Saved entries:
• • • • •

//! Interactive presentation layer. Loads the working set once at startup,
//! holds it in memory, writes full collections back through the store on
//! every mutation, and recomputes aggregates reactively.

pub mod commands;
pub mod output;

use chrono::Local;
use dialoguer::{theme::ColorfulTheme, Select};

use crate::errors::LedgerError;
use crate::model::{BudgetConfig, Category, Tag, Transaction};
use crate::stats::{compute_aggregates, Aggregates, Period, TxFilter};
use crate::storage::{JsonStore, Store};

pub type CliResult<T> = Result<T, LedgerError>;

/// In-memory working set plus view state. The transaction collection here is
/// the single source of truth; the store holds a serialized mirror.
pub struct App {
    store: JsonStore,
    pub transactions: Vec<Transaction>,
    pub categories: Vec<Category>,
    pub tags: Vec<Tag>,
    pub budget: BudgetConfig,
    pub period: Period,
    pub filter: TxFilter,
}

impl App {
    pub fn new(store: JsonStore) -> Self {
        let transactions = store.transactions();
        let categories = store.categories();
        let tags = store.tags();
        let budget = store.budget();
        Self {
            store,
            transactions,
            categories,
            tags,
            budget,
            period: Period::Day,
            filter: TxFilter::default(),
        }
    }

    pub fn aggregates(&self) -> Aggregates {
        compute_aggregates(
            &self.transactions,
            self.period,
            &self.filter,
            &self.budget,
            &self.categories,
            Local::now().naive_local(),
        )
    }

    /// Commits a validated transaction: replaces the record with the same id
    /// or prepends a new one, then writes the collection through.
    pub fn commit_transaction(&mut self, txn: Transaction) -> CliResult<()> {
        match self.transactions.iter_mut().find(|t| t.id == txn.id) {
            Some(existing) => *existing = txn,
            None => self.transactions.insert(0, txn),
        }
        self.store.save_transactions(&self.transactions)
    }

    pub fn delete_transaction(&mut self, id: &str) -> CliResult<()> {
        self.transactions.retain(|t| t.id != id);
        self.store.save_transactions(&self.transactions)
    }

    pub fn save_budget(&mut self, budget: BudgetConfig) -> CliResult<()> {
        self.budget = budget;
        self.store.save_budget(&self.budget)
    }

    pub fn add_category(&mut self, category: Category) -> CliResult<()> {
        self.categories.push(category);
        self.store.save_categories(&self.categories)
    }

    pub fn delete_category(&mut self, id: &str) -> CliResult<()> {
        // No cascade: historical transactions keep the dangling reference and
        // resolve to "unknown" at display time.
        self.categories.retain(|c| c.id != id);
        self.store.save_categories(&self.categories)
    }

    pub fn add_tag(&mut self, tag: Tag) -> CliResult<()> {
        self.tags.push(tag);
        self.store.save_tags(&self.tags)
    }

    pub fn delete_tag(&mut self, id: &str) -> CliResult<()> {
        self.tags.retain(|t| t.id != id);
        self.store.save_tags(&self.tags)
    }

    pub fn export_snapshot(&self) -> CliResult<String> {
        self.store.export_snapshot()
    }

    pub fn import_snapshot(&mut self, blob: &str) -> CliResult<()> {
        self.store.import_snapshot(blob)?;
        self.reload();
        Ok(())
    }

    pub fn clear_all(&mut self) -> CliResult<()> {
        self.store.clear_all()?;
        self.reload();
        Ok(())
    }

    fn reload(&mut self) {
        self.transactions = self.store.transactions();
        self.categories = self.store.categories();
        self.tags = self.store.tags();
        self.budget = self.store.budget();
    }
}

pub(crate) fn prompt_err(err: dialoguer::Error) -> LedgerError {
    match err {
        dialoguer::Error::IO(io) => io.into(),
    }
}

/// Entry point for the interactive menu loop.
pub fn run() -> CliResult<()> {
    let store = JsonStore::new_default()?;
    tracing::info!(dir = %store.base_dir().display(), "opening data directory");
    let mut app = App::new(store);

    let entries = [
        "Dashboard",
        "Transactions",
        "Add transaction",
        "Reporting period",
        "Filter",
        "Budget settings",
        "Manage categories",
        "Manage tags",
        "Export data",
        "Import data",
        "Clear all data",
        "Quit",
    ];
    loop {
        let choice = Select::with_theme(&ColorfulTheme::default())
            .with_prompt("LifeLedger")
            .items(&entries)
            .default(0)
            .interact()
            .map_err(prompt_err)?;
        let outcome = match choice {
            0 => commands::dashboard(&app),
            1 => commands::list_transactions(&mut app),
            2 => commands::add_transaction(&mut app),
            3 => commands::choose_period(&mut app),
            4 => commands::edit_filter(&mut app),
            5 => commands::budget_settings(&mut app),
            6 => commands::manage_categories(&mut app),
            7 => commands::manage_tags(&mut app),
            8 => commands::export_data(&app),
            9 => commands::import_data(&mut app),
            10 => commands::clear_all(&mut app),
            _ => break,
        };
        if let Err(err) = outcome {
            tracing::warn!(%err, "command failed");
            output::error(format!("Save failed: {err}"));
        }
    }
    Ok(())
}
use serde::{Deserialize, Serialize};

/// Per-installation budget thresholds. A threshold of `0` means no budget is
/// set for that period.
#[derive(Debug, Clone, Serialize, Deserialize, PartialEq)]
pub struct BudgetConfig {
    pub daily: f64,
    pub weekly: f64,
    pub monthly: f64,
    pub enable_alerts: bool,
}

impl Default for BudgetConfig {
    fn default() -> Self {
        Self {
            daily: 0.0,
            weekly: 0.0,
            monthly: 0.0,
            enable_alerts: true,
        }
    }
}
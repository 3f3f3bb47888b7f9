#![doc(test(attr(deny(warnings))))]

//! LifeLedger tracks personal income and expenses with categories,
//! payment-method tags, periodic budgets, and aggregated statistics, all
//! persisted client-side as JSON.

pub mod cli;
pub mod editor;
pub mod errors;
pub mod model;
pub mod stats;
pub mod storage;

use std::sync::Once;

static INIT_TRACING: Once = Once::new();

/// Initializes global tracing and emits a startup info log.
pub fn init() {
    INIT_TRACING.call_once(|| {
        use tracing_subscriber::{fmt, EnvFilter};

        let filter =
            EnvFilter::from_default_env().add_directive("lifeledger=info".parse().unwrap());
        fmt().with_env_filter(filter).init();
        tracing::info!("LifeLedger tracing initialized.");
    });
}
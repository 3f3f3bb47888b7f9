use chrono::NaiveDate;
use tempfile::TempDir;

use lifeledger::model::{
    BudgetConfig, Category, Tag, Transaction, TransactionKind, DEFAULT_CATEGORIES, DEFAULT_TAGS,
};
use lifeledger::storage::{JsonStore, Store};

fn store_with_temp_dir() -> (JsonStore, TempDir) {
    let temp = TempDir::new().expect("temp dir");
    let store = JsonStore::new(Some(temp.path().to_path_buf())).expect("json store");
    (store, temp)
}

fn sample_transactions() -> Vec<Transaction> {
    let morning = NaiveDate::from_ymd_opt(2024, 3, 15)
        .unwrap()
        .and_hms_opt(8, 0, 0)
        .unwrap();
    vec![
        Transaction::new(50.0, TransactionKind::Expense, "exp_1", "pay_1", "lunch", morning),
        Transaction::new(
            1200.0,
            TransactionKind::Income,
            "inc_1",
            "pay_4",
            "salary",
            morning,
        ),
    ]
}

#[test]
fn fresh_store_serves_seed_defaults() {
    let (store, _guard) = store_with_temp_dir();
    assert!(store.transactions().is_empty());
    assert_eq!(store.budget(), BudgetConfig::default());
    assert_eq!(store.categories(), *DEFAULT_CATEGORIES);
    assert_eq!(store.tags(), *DEFAULT_TAGS);
}

#[test]
fn export_then_import_reproduces_all_four_collections() {
    let (source, _g1) = store_with_temp_dir();
    let transactions = sample_transactions();
    let budget = BudgetConfig {
        daily: 100.0,
        weekly: 500.0,
        monthly: 2000.0,
        enable_alerts: false,
    };
    let mut categories = DEFAULT_CATEGORIES.clone();
    categories.push(Category::new("Pets"));
    let mut tags = DEFAULT_TAGS.clone();
    tags.push(Tag::new("Gift Card"));

    source.save_transactions(&transactions).expect("save txns");
    source.save_budget(&budget).expect("save budget");
    source.save_categories(&categories).expect("save cats");
    source.save_tags(&tags).expect("save tags");

    let blob = source.export_snapshot().expect("export");

    let (target, _g2) = store_with_temp_dir();
    target.import_snapshot(&blob).expect("import");
    assert_eq!(target.transactions(), transactions);
    assert_eq!(target.budget(), budget);
    assert_eq!(target.categories(), categories);
    assert_eq!(target.tags(), tags);
}

#[test]
fn export_uses_the_legacy_accounts_key_for_tags() {
    let (store, _guard) = store_with_temp_dir();
    let blob = store.export_snapshot().expect("export");
    let value: serde_json::Value = serde_json::from_str(&blob).expect("valid json");
    assert!(value.get("accounts").is_some());
    assert!(value.get("tags").is_none());
    assert!(value.get("transactions").is_some());
    assert!(value.get("budget").is_some());
    assert!(value.get("categories").is_some());
}

#[test]
fn partial_import_touches_only_present_keys() {
    // Scenario F: a budget-only blob must leave the other collections alone.
    let (store, _guard) = store_with_temp_dir();
    let transactions = sample_transactions();
    store.save_transactions(&transactions).expect("seed txns");
    let categories_before = store.categories();

    store
        .import_snapshot(r#"{"budget":{"daily":50.0,"weekly":0.0,"monthly":0.0,"enable_alerts":true}}"#)
        .expect("partial import");

    assert_eq!(store.budget().daily, 50.0);
    assert_eq!(store.transactions(), transactions);
    assert_eq!(store.categories(), categories_before);
    assert_eq!(store.tags(), *DEFAULT_TAGS);
}

#[test]
fn malformed_import_is_rejected_wholesale() {
    let (store, _guard) = store_with_temp_dir();
    store
        .save_transactions(&sample_transactions())
        .expect("seed");
    assert!(store.import_snapshot("not json at all").is_err());
    assert!(store.import_snapshot(r#"{"transactions": 42}"#).is_err());
    assert_eq!(store.transactions().len(), 2);
}

#[test]
fn clear_all_restores_defaults_on_next_read() {
    let (store, _guard) = store_with_temp_dir();
    store
        .save_transactions(&sample_transactions())
        .expect("save txns");
    store.save_categories(&[Category::new("Only One")]).expect("save cats");
    store
        .save_budget(&BudgetConfig {
            daily: 10.0,
            ..BudgetConfig::default()
        })
        .expect("save budget");

    store.clear_all().expect("clear");

    assert!(store.transactions().is_empty());
    assert_eq!(store.budget(), BudgetConfig::default());
    assert_eq!(store.categories(), *DEFAULT_CATEGORIES);
    assert_eq!(store.tags(), *DEFAULT_TAGS);

    // Clearing an already-empty store is not an error.
    store.clear_all().expect("second clear");
}

#[test]
fn saving_the_same_collection_twice_stores_identical_content() {
    let (store, _guard) = store_with_temp_dir();
    let transactions = sample_transactions();
    store.save_transactions(&transactions).expect("first");
    let first = store.export_snapshot().expect("export");
    store.save_transactions(&transactions).expect("second");
    let second = store.export_snapshot().expect("export");
    assert_eq!(first, second);
}

#[test]
fn save_overwrites_rather_than_merges() {
    let (store, _guard) = store_with_temp_dir();
    store
        .save_transactions(&sample_transactions())
        .expect("seed two");
    let keep = vec![sample_transactions().remove(0)];
    store.save_transactions(&keep).expect("overwrite");
    assert_eq!(store.transactions().len(), 1);
}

• • • • •

* **Task statement**
The lines needed run from the first line of the data through the line containing "the collection through."; give them again exactly and nothing else.

* **Output for this exercise**
//! Interactive presentation layer. Loads the working set once at startup,
//! holds it in memory, writes full collections back through the store on
//! every mutation, and recomputes aggregates reactively.

pub mod commands;
pub mod output;

use chrono::Local;
use dialoguer::{theme::ColorfulTheme, Select};

use crate::errors::LedgerError;
use crate::model::{BudgetConfig, Category, Tag, Transaction};
use crate::stats::{compute_aggregates, Aggregates, Period, TxFilter};
use crate::storage::{JsonStore, Store};

pub type CliResult<T> = Result<T, LedgerError>;

/// In-memory working set plus view state. The transaction collection here is
/// the single source of truth; the store holds a serialized mirror.
pub struct App {
    store: JsonStore,
    pub transactions: Vec<Transaction>,
    pub categories: Vec<Category>,
    pub tags: Vec<Tag>,
    pub budget: BudgetConfig,
    pub period: Period,
    pub filter: TxFilter,
}

impl App {
    pub fn new(store: JsonStore) -> Self {
        let transactions = store.transactions();
        let categories = store.categories();
        let tags = store.tags();
        let budget = store.budget();
        Self {
            store,
            transactions,
            categories,
            tags,
            budget,
            period: Period::Day,
            filter: TxFilter::default(),
        }
    }

    pub fn aggregates(&self) -> Aggregates {
        compute_aggregates(
            &self.transactions,
            self.period,
            &self.filter,
            &self.budget,
            &self.categories,
            Local::now().naive_local(),
        )
    }

    /// Commits a validated transaction: replaces the record with the same id
    /// or prepends a new one, then writes the collection through.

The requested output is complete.